Instructions for the task: Reproduce only the lines from the line containing "use super::*;" to the end of the entries below, including both of those lines.

Material for the task:

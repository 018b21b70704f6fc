//! Value brackets (scaglioni).
//!
//! Upper bounds are inclusive: a value equal to a boundary belongs to the
//! lower bracket. The seventh bracket is everything strictly above the last
//! boundary.

use rust_decimal::Decimal;

use crate::domain::{AssetValue, ValueBracket};
use crate::error::ValidationError;

/// Inclusive upper bounds of brackets 1..=6 (euro).
pub const BRACKET_UPPER_BOUNDS: [u32; 6] = [1_100, 5_200, 26_000, 52_000, 260_000, 520_000];

/// Number of brackets in the schedule.
pub const BRACKET_COUNT: usize = BRACKET_UPPER_BOUNDS.len() + 1;

/// Bracket by 1-based index. Indexes outside `1..=7` clamp to the nearest bracket.
pub fn bracket_at(index: u8) -> ValueBracket {
    let index = index.clamp(1, BRACKET_COUNT as u8);
    let pos = usize::from(index - 1);
    let lower = pos.checked_sub(1).map(|p| Decimal::from(BRACKET_UPPER_BOUNDS[p]));
    let upper = BRACKET_UPPER_BOUNDS.get(pos).map(|&b| Decimal::from(b));
    ValueBracket { index, lower, upper }
}

/// The whole schedule in ascending order.
pub fn all_brackets() -> [ValueBracket; BRACKET_COUNT] {
    std::array::from_fn(|pos| bracket_at(pos as u8 + 1))
}

/// Resolve the bracket for a raw decimal value.
///
/// Negative values are undefined by the regulation and rejected.
pub fn bracket_of(value: Decimal) -> Result<ValueBracket, ValidationError> {
    let asset = AssetValue::new(value)?;
    Ok(bracket_for(asset))
}

/// Resolve the bracket for an already validated asset value.
pub fn bracket_for(asset: AssetValue) -> ValueBracket {
    let value = asset.value();
    let pos = BRACKET_UPPER_BOUNDS
        .iter()
        .position(|&bound| value <= Decimal::from(bound))
        .unwrap_or(BRACKET_UPPER_BOUNDS.len());
    bracket_at(pos as u8 + 1)
}

#[cfg(test)]
mod tests {
    use super::*;
    use rust_decimal_macros::dec;

    fn idx(v: Decimal) -> u8 {
        bracket_of(v).unwrap().index
    }

    #[test]
    fn boundaries_belong_to_lower_bracket() {
        assert_eq!(idx(dec!(0)), 1);
        assert_eq!(idx(dec!(1100.00)), 1);
        assert_eq!(idx(dec!(1100.01)), 2);
        assert_eq!(idx(dec!(5200)), 2);
        assert_eq!(idx(dec!(26000)), 3);
        assert_eq!(idx(dec!(52000)), 4);
        assert_eq!(idx(dec!(260000)), 5);
        assert_eq!(idx(dec!(520000.00)), 6);
        assert_eq!(idx(dec!(520000.01)), 7);
    }

    #[test]
    fn values_above_top_boundary_use_unbounded_bracket() {
        let b = bracket_of(dec!(600000)).unwrap();
        assert_eq!(b.index, 7);
        assert_eq!(b.upper, None);
        assert_eq!(idx(dec!(99999999999)), 7);
    }

    #[test]
    fn negative_value_is_rejected() {
        assert!(matches!(
            bracket_of(dec!(-1)),
            Err(ValidationError::NegativeAssetValue(_))
        ));
    }

    #[test]
    fn resolution_is_total_and_monotonic() {
        let mut prev = 0u8;
        let mut v = Decimal::ZERO;
        while v <= dec!(700000) {
            let b = bracket_of(v).unwrap();
            assert!(b.contains(v), "bracket {} must contain {v}", b.index);
            assert!(b.index >= prev);
            prev = b.index;
            v += dec!(517.37);
        }
        assert_eq!(prev, 7);
    }

    #[test]
    fn schedule_partitions_without_gaps() {
        let all = all_brackets();
        assert_eq!(all[0].lower, None);
        for pair in all.windows(2) {
            assert_eq!(pair[0].upper, pair[1].lower);
            assert_eq!(pair[0].index + 1, pair[1].index);
        }
        assert_eq!(all[BRACKET_COUNT - 1].upper, None);
    }
}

Written reply:
    use super::*;
    use rust_decimal_macros::dec;

    fn idx(v: Decimal) -> u8 {
        bracket_of(v).unwrap().index
    }

    #[test]
    fn boundaries_belong_to_lower_bracket() {
        assert_eq!(idx(dec!(0)), 1);
        assert_eq!(idx(dec!(1100.00)), 1);
        assert_eq!(idx(dec!(1100.01)), 2);
        assert_eq!(idx(dec!(5200)), 2);
        assert_eq!(idx(dec!(26000)), 3);
        assert_eq!(idx(dec!(52000)), 4);
        assert_eq!(idx(dec!(260000)), 5);
        assert_eq!(idx(dec!(520000.00)), 6);
        assert_eq!(idx(dec!(520000.01)), 7);
    }

    #[test]
    fn values_above_top_boundary_use_unbounded_bracket() {
        let b = bracket_of(dec!(600000)).unwrap();
        assert_eq!(b.index, 7);
        assert_eq!(b.upper, None);
        assert_eq!(idx(dec!(99999999999)), 7);
    }

    #[test]
    fn negative_value_is_rejected() {
        assert!(matches!(
            bracket_of(dec!(-1)),
            Err(ValidationError::NegativeAssetValue(_))
        ));
    }

    #[test]
    fn resolution_is_total_and_monotonic() {
        let mut prev = 0u8;
        let mut v = Decimal::ZERO;
        while v <= dec!(700000) {
            let b = bracket_of(v).unwrap();
            assert!(b.contains(v), "bracket {} must contain {v}", b.index);
            assert!(b.index >= prev);
            prev = b.index;
            v += dec!(517.37);
        }
        assert_eq!(prev, 7);
    }

    #[test]
    fn schedule_partitions_without_gaps() {
        let all = all_brackets();
        assert_eq!(all[0].lower, None);
        for pair in all.windows(2) {
            assert_eq!(pair[0].upper, pair[1].lower);
            assert_eq!(pair[0].index + 1, pair[1].index);
        }
        assert_eq!(all[BRACKET_COUNT - 1].upper, None);
    }
}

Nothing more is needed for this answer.